■ **Raw data**

───

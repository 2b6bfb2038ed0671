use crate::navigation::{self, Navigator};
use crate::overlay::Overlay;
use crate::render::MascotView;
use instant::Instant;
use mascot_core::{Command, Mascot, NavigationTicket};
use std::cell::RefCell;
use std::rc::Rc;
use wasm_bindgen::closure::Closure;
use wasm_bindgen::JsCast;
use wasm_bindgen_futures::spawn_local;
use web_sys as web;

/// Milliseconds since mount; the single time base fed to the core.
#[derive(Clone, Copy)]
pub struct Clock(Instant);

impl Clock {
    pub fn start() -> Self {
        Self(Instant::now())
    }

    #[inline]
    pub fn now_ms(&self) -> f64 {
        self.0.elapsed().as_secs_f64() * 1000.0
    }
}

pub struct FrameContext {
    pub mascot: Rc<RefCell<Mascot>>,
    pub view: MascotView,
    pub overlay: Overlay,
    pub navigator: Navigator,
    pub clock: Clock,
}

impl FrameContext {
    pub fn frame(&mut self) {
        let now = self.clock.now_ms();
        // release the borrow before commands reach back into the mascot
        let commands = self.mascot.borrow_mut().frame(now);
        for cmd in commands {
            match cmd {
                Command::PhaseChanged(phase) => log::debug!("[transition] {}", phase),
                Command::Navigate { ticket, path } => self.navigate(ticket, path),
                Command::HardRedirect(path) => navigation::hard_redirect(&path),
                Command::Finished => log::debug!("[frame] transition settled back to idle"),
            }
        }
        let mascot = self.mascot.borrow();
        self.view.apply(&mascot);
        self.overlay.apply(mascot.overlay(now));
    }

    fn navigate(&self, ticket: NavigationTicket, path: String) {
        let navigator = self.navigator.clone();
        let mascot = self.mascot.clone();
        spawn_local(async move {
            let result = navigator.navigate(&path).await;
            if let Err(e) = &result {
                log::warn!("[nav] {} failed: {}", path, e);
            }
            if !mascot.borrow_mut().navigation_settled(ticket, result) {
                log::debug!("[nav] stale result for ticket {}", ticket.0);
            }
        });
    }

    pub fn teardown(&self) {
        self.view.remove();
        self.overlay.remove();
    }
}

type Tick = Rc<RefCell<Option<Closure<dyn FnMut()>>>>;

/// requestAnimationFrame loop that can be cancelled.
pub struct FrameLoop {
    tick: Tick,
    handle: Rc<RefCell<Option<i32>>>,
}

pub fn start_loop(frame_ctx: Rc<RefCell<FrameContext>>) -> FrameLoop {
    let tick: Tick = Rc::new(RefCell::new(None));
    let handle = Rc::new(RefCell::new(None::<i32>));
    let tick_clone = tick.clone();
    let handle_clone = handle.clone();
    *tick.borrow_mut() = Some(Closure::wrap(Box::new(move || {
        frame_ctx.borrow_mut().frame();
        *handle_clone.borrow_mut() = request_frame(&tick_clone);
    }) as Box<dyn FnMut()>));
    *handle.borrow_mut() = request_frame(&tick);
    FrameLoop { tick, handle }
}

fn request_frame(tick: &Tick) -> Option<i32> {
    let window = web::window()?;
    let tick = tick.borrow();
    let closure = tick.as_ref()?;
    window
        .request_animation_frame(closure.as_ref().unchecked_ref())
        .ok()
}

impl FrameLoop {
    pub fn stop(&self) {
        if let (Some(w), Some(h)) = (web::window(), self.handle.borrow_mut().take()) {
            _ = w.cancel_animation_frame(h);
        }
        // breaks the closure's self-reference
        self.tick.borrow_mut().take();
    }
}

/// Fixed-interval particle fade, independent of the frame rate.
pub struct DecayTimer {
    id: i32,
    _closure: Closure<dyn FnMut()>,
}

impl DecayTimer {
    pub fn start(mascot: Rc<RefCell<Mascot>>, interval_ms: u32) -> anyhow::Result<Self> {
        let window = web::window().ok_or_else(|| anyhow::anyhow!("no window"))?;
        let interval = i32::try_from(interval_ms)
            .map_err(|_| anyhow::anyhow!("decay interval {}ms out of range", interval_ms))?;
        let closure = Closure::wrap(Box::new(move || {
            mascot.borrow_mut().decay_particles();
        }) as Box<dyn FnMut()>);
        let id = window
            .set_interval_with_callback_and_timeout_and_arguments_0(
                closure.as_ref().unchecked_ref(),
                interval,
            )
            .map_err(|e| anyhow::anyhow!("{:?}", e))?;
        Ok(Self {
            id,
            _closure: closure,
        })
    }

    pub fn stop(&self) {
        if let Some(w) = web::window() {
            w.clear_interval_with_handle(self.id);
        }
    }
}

───

■ **Exercise requirements**
Transcribe all entries exactly as they are given.

■ **Final answer**
repository 2b6bfb2038ed0671
use crate::navigation::{self, Navigator};
use crate::overlay::Overlay;
use crate::render::MascotView;
use instant::Instant;
use mascot_core::{Command, Mascot, NavigationTicket};
use std::cell::RefCell;
use std::rc::Rc;
use wasm_bindgen::closure::Closure;
use wasm_bindgen::JsCast;
use wasm_bindgen_futures::spawn_local;
use web_sys as web;

/// Milliseconds since mount; the single time base fed to the core.
#[derive(Clone, Copy)]
pub struct Clock(Instant);

impl Clock {
    pub fn start() -> Self {
        Self(Instant::now())
    }

    #[inline]
    pub fn now_ms(&self) -> f64 {
        self.0.elapsed().as_secs_f64() * 1000.0
    }
}

pub struct FrameContext {
    pub mascot: Rc<RefCell<Mascot>>,
    pub view: MascotView,
    pub overlay: Overlay,
    pub navigator: Navigator,
    pub clock: Clock,
}

impl FrameContext {
    pub fn frame(&mut self) {
        let now = self.clock.now_ms();
        // release the borrow before commands reach back into the mascot
        let commands = self.mascot.borrow_mut().frame(now);
        for cmd in commands {
            match cmd {
                Command::PhaseChanged(phase) => log::debug!("[transition] {}", phase),
                Command::Navigate { ticket, path } => self.navigate(ticket, path),
                Command::HardRedirect(path) => navigation::hard_redirect(&path),
                Command::Finished => log::debug!("[frame] transition settled back to idle"),
            }
        }
        let mascot = self.mascot.borrow();
        self.view.apply(&mascot);
        self.overlay.apply(mascot.overlay(now));
    }

    fn navigate(&self, ticket: NavigationTicket, path: String) {
        let navigator = self.navigator.clone();
        let mascot = self.mascot.clone();
        spawn_local(async move {
            let result = navigator.navigate(&path).await;
            if let Err(e) = &result {
                log::warn!("[nav] {} failed: {}", path, e);
            }
            if !mascot.borrow_mut().navigation_settled(ticket, result) {
                log::debug!("[nav] stale result for ticket {}", ticket.0);
            }
        });
    }

    pub fn teardown(&self) {
        self.view.remove();
        self.overlay.remove();
    }
}

type Tick = Rc<RefCell<Option<Closure<dyn FnMut()>>>>;

/// requestAnimationFrame loop that can be cancelled.
pub struct FrameLoop {
    tick: Tick,
    handle: Rc<RefCell<Option<i32>>>,
}

pub fn start_loop(frame_ctx: Rc<RefCell<FrameContext>>) -> FrameLoop {
    let tick: Tick = Rc::new(RefCell::new(None));
    let handle = Rc::new(RefCell::new(None::<i32>));
    let tick_clone = tick.clone();
    let handle_clone = handle.clone();
    *tick.borrow_mut() = Some(Closure::wrap(Box::new(move || {
        frame_ctx.borrow_mut().frame();
        *handle_clone.borrow_mut() = request_frame(&tick_clone);
    }) as Box<dyn FnMut()>));
    *handle.borrow_mut() = request_frame(&tick);
    FrameLoop { tick, handle }
}

fn request_frame(tick: &Tick) -> Option<i32> {
    let window = web::window()?;
    let tick = tick.borrow();
    let closure = tick.as_ref()?;
    window
        .request_animation_frame(closure.as_ref().unchecked_ref())
        .ok()
}

impl FrameLoop {
    pub fn stop(&self) {
        if let (Some(w), Some(h)) = (web::window(), self.handle.borrow_mut().take()) {
            _ = w.cancel_animation_frame(h);
        }
        // breaks the closure's self-reference
        self.tick.borrow_mut().take();
    }
}

/// Fixed-interval particle fade, independent of the frame rate.
pub struct DecayTimer {
    id: i32,
    _closure: Closure<dyn FnMut()>,
}

impl DecayTimer {
    pub fn start(mascot: Rc<RefCell<Mascot>>, interval_ms: u32) -> anyhow::Result<Self> {
        let window = web::window().ok_or_else(|| anyhow::anyhow!("no window"))?;
        let interval = i32::try_from(interval_ms)
            .map_err(|_| anyhow::anyhow!("decay interval {}ms out of range", interval_ms))?;
        let closure = Closure::wrap(Box::new(move || {
            mascot.borrow_mut().decay_particles();
        }) as Box<dyn FnMut()>);
        let id = window
            .set_interval_with_callback_and_timeout_and_arguments_0(
                closure.as_ref().unchecked_ref(),
                interval,
            )
            .map_err(|e| anyhow::anyhow!("{:?}", e))?;
        Ok(Self {
            id,
            _closure: closure,
        })
    }

    pub fn stop(&self) {
        if let Some(w) = web::window() {
            w.clear_interval_with_handle(self.id);
        }
    }
}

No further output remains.